The Children’s Society and Carers Trust worked alongside other charities to launch the Young Carers in Schools Programme, providing education staff with resources and training to make sure young carers get vital support.
A staggering 166,363 children in England are caring for their parents, siblings and family members according to the latest Census data.
The organisations behind the initiative – Carers Trust and Young Carers in Focus led by The Children’s Society – believe this is only the tip of the iceberg.
Recent analysis reveals that young carers are lagging behind in school and missing out on their childhoods because of the demands placed on them. This includes:
- Around one in 20 young carers miss school because of the amount of support they have to provide at home₁.
- Young carers also have significantly lower educational attainment at GCSE level - the equivalent to nine grades lower overall than their peers₂.
- A quarter (26%) of young carers were bullied because of their caring role₃.
To coincide with the launch, statistics released today show the extent of young carers in every part of the country.
The Children’s Society Chief Executive Matthew Reed said: 'An alarming amount of young carers are having their lives turned upside down, juggling school work and looking after their loved ones.
'We care passionately about their welfare and exposing the scale of the issue is simply not enough. That is why we are working with schools to improve the support these young carers get so that it is consistent across the country. One young carer slipping under the radar is one young carer too many.'
Thea Stein, Chief Executive of Carers Trust, said: 'This programme will help schools to stop and think about how taking on the responsibilities of caring impacts on every aspect of a young carer’s life. We will be working closely with schools to ensure they have the guidance, resources and training they need to support young carers and ensure they can achieve their potential.'
Schools can apply for a bronze, silver and gold Young Carers in Schools Award, as part of the programme.
Schools and local authorities interested in taking part in the Young Carers in Schools Programme should visit youngcarer.com
Central Bedfordshire Council is one of the first local authorities in England to implement the Young Carers in Schools Programme. Young carers from some of the local schools and a head teacher who has been involved with the programme are available for interview opportunities on Friday, 16 May, 9:30am.
Please contact the media team below to arrange interviews.
For more information, please call The Children’s Society’s media team on 020 7841 4422 or email firstname.lastname@example.org. For out-of-hours enquiries please call 07810 796 508.
Notes to editors
- ₁ ₂ The Children’s Society’s ‘Hidden from View’ report analyses data from a government study of 15,000 young people, aged 13 and 14, over a seven-year period, from 2004 – 2011. The ‘Longitudinal Study of Young People in England’ (LSYPE) was commissioned by the then Department for Children, Schools and Families (DCSF). Of the 15,427 young people who completed the first wave, 689 (4.4%) identified themselves as young carers.
- ₃ A quarter of young carers said they were bullied at school because of their caring role. Only half had received additional support from a member of school staff (Carers Trust, 2013).

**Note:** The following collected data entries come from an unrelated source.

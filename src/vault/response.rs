//! Classification of unsuccessful vault responses.

use reqwest::StatusCode;
use serde_json::Value;

use super::token::{is_html_body, preview};
use crate::utils::errors::{ErrorKind, GatewayFailure};

/// Fields the vault (or a fronting gateway) uses to carry an error message
const MESSAGE_FIELDS: [&str; 4] = ["message", "error", "ErrorMessage", "Details"];

/// Turn a non-success status and its raw body into a classified failure.
///
/// Rules apply in order: an HTML page wins over everything, then redirects,
/// then a JSON message, then unparseable bodies, then a generic status message.
pub fn classify(status: StatusCode, body: &str) -> GatewayFailure {
    let failure = if is_html_body(body) {
        GatewayFailure::unexpected_format(
            "Server returned a page instead of data. Check the URL and authentication.",
        )
        .with_details(preview(body))
    } else if status == StatusCode::MOVED_PERMANENTLY || status == StatusCode::FOUND {
        GatewayFailure::new(
            ErrorKind::SessionExpiredOrRedirected,
            format!(
                "Redirect detected ({}). The session has probably expired.",
                status.as_u16()
            ),
        )
    } else {
        match serde_json::from_str::<Value>(body) {
            Ok(json) => {
                let message =
                    extract_message(&json).unwrap_or_else(|| generic_status_message(status));
                GatewayFailure::new(ErrorKind::RemoteError, message).with_details(preview(body))
            }
            Err(_) => GatewayFailure::unexpected_format(format!(
                "Non-JSON response ({})",
                status.as_u16()
            ))
            .with_details(preview(body)),
        }
    };

    tracing::debug!(
        "Classified {} response as {:?}: {}",
        status.as_u16(),
        failure.kind,
        failure.message
    );

    failure.with_status(status.as_u16())
}

/// First non-empty message field of a JSON error body
pub fn extract_message(json: &Value) -> Option<String> {
    let object = json.as_object()?;
    MESSAGE_FIELDS.iter().find_map(|field| {
        object
            .get(*field)
            .and_then(|value| value.as_str())
            .map(str::trim)
            .filter(|message| !message.is_empty())
            .map(str::to_string)
    })
}

fn generic_status_message(status: StatusCode) -> String {
    format!(
        "Error {}: {}",
        status.as_u16(),
        status.canonical_reason().unwrap_or("Unknown status")
    )
}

- Carers Trust (2013), Young Adult Carers at School: Experiences and Perceptions of Caring and Education (Carers Trust).
- The Census data is available on the Office of National Statistics website.
- The Children’s Society wants to create a society where children and young people are valued, respected and happy. We are committed to helping vulnerable and disadvantaged young people, including children in care and young runaways. We give a voice to disabled children, help young refugees to rebuild their lives and provide relief for young carers. Through our campaigns and research, we seek to influence policy and perceptions so that young people have a better chance in life.

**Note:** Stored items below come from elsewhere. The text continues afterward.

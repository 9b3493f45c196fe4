use chrono::{DateTime, Duration, Utc};
use serde::{Deserialize, Serialize};

/// Lifetime assumed for a vault token; the logon API does not report one
pub const SESSION_LIFETIME_MINUTES: i64 = 20;

/// What a successful login produces
pub type SessionSeed = Session;

/// An authenticated vault session. The token is already sanitized.
#[derive(Debug, Clone, PartialEq, Eq, Serialize, Deserialize)]
#[serde(rename_all = "camelCase")]
pub struct Session {
    pub token: String,
    pub created_at: DateTime<Utc>,
    pub expires_at: DateTime<Utc>,
    pub base_url: String,
    pub username: String,
}

impl Session {
    pub fn new(token: String, base_url: String, username: String, created_at: DateTime<Utc>) -> Self {
        Self {
            token,
            created_at,
            expires_at: created_at + Duration::minutes(SESSION_LIFETIME_MINUTES),
            base_url,
            username,
        }
    }

    pub fn is_expired_at(&self, now: DateTime<Utc>) -> bool {
        now >= self.expires_at
    }

    pub fn is_expired(&self) -> bool {
        self.is_expired_at(Utc::now())
    }

    /// Time left before expiry, zero once expired
    pub fn remaining_at(&self, now: DateTime<Utc>) -> Duration {
        (self.expires_at - now).max(Duration::zero())
    }
}

/// Single-slot holder for the current session.
///
/// One holder serves one logical user. Expiry is not enforced here; callers
/// check [`Session::is_expired`] before proxying.
#[derive(Debug, Default)]
pub struct SessionHolder {
    current: Option<Session>,
}

impl SessionHolder {
    pub fn new() -> Self {
        Self::default()
    }

    /// Replace whatever was held before
    pub fn set(&mut self, session: Session) {
        tracing::debug!("Session set for user {}", session.username);
        self.current = Some(session);
    }

    /// Drop the session; a no-op on an empty holder
    pub fn clear(&mut self) {
        if self.current.take().is_some() {
            tracing::debug!("Session cleared");
        }
    }

    pub fn current(&self) -> Option<&Session> {
        self.current.as_ref()
    }

    pub fn is_authenticated(&self) -> bool {
        self.current.is_some()
    }
}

- Carers Trust is the UK’s largest charity for, with and about carers. We work to improve support, services and recognition for anyone living with the challenges of caring, unpaid, for a family member or friend who is ill, frail, disabled or has mental health or addiction problems.
- We do this with our Network Partners - a unique network of 124 independent carers’ centres, 73 Crossroads Care schemes and 107 young carers services. Together we work as one organisation united by a shared vision for carers - to make sure that information, advice and practical support are available to all carers across the UK.

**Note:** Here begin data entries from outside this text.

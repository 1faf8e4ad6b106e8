use serde::{Deserialize, Serialize};

/// A page identified for checking. Created during sitemap flattening and
/// read-only afterwards.
#[derive(Debug, Clone, Serialize, Deserialize)]
pub struct PageUrl {
    pub url: String,
    /// The sitemap document this page was listed in, if any.
    #[serde(skip_serializing_if = "Option::is_none")]
    pub source_sitemap: Option<String>,
    /// 1-based batch number assigned at partition time; 0 means unbatched.
    pub batch: usize,
}

impl PageUrl {
    pub fn new(url: String, source_sitemap: String) -> Self {
        Self {
            url,
            source_sitemap: Some(source_sitemap),
            batch: 0,
        }
    }

    /// A page supplied directly by the caller rather than via a sitemap.
    pub fn direct(url: &str) -> Self {
        Self {
            url: url.to_string(),
            source_sitemap: None,
            batch: 0,
        }
    }
}

/// A URL discovered as a link target on some page. The target is already
/// normalized: resolved against the owning page and fragment-stripped.
#[derive(Debug, Clone, PartialEq, Eq, Hash, Serialize, Deserialize)]
pub struct OutboundUrl {
    pub url: String,
    /// The page the link was found on.
    pub page: String,
}

#[derive(Debug, Clone, Copy, PartialEq, Eq, Serialize, Deserialize)]
pub enum IssueKind {
    Resolution,
    Fetch,
}

impl std::fmt::Display for IssueKind {
    fn fmt(&self, f: &mut std::fmt::Formatter<'_>) -> std::fmt::Result {
        match self {
            IssueKind::Resolution => write!(f, "resolution"),
            IssueKind::Fetch => write!(f, "fetch"),
        }
    }
}

/// A recoverable failure recorded during a run. These never abort the scan;
/// they are surfaced next to the report so operators can tell "violations
/// found" apart from "scan incomplete".
#[derive(Debug, Clone, Serialize, Deserialize)]
pub struct ScanIssue {
    pub kind: IssueKind,
    pub url: String,
    pub detail: String,
}

impl ScanIssue {
    pub fn resolution(url: &str, detail: String) -> Self {
        Self {
            kind: IssueKind::Resolution,
            url: url.to_string(),
            detail,
        }
    }

    pub fn fetch(url: &str, detail: String) -> Self {
        Self {
            kind: IssueKind::Fetch,
            url: url.to_string(),
            detail,
        }
    }
}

- There are seven million carers in the UK. Please visit our website www.carers.org for further information about your nearest service.
- The Young Carers in Focus (YCiF) programme, led by The Children’s Society, brings partners together from YMCA Fairthorne Manor, DigitalMe, Rethink Mental Illness and The Fatherhood Institute. The four-year programme, running until 2016, is funded by the Big Lottery Fund.
- The Fatherhood Institute is the UK's fatherhood ‘think-and-do’ tank (charity reg. no. 1075104). Our vision is for a society that gives all children a strong and positive relationship with their father and any father-figures; supports both mothers and fathers as earners and carers; and prepares boys and girls for a future shared role in caring for children.
- Rethink Mental Illness is a charity that believes a better life is possible for millions of people affected by mental illness. For 40 years we have brought people together to support each other. We run services and support groups that change people’s lives and challenge attitudes about mental illness. We directly support almost 60,000 people every year across England to get through crises, to live independently and to realise they are not alone. We give information and advice to 500,000 more and we change policy for millions.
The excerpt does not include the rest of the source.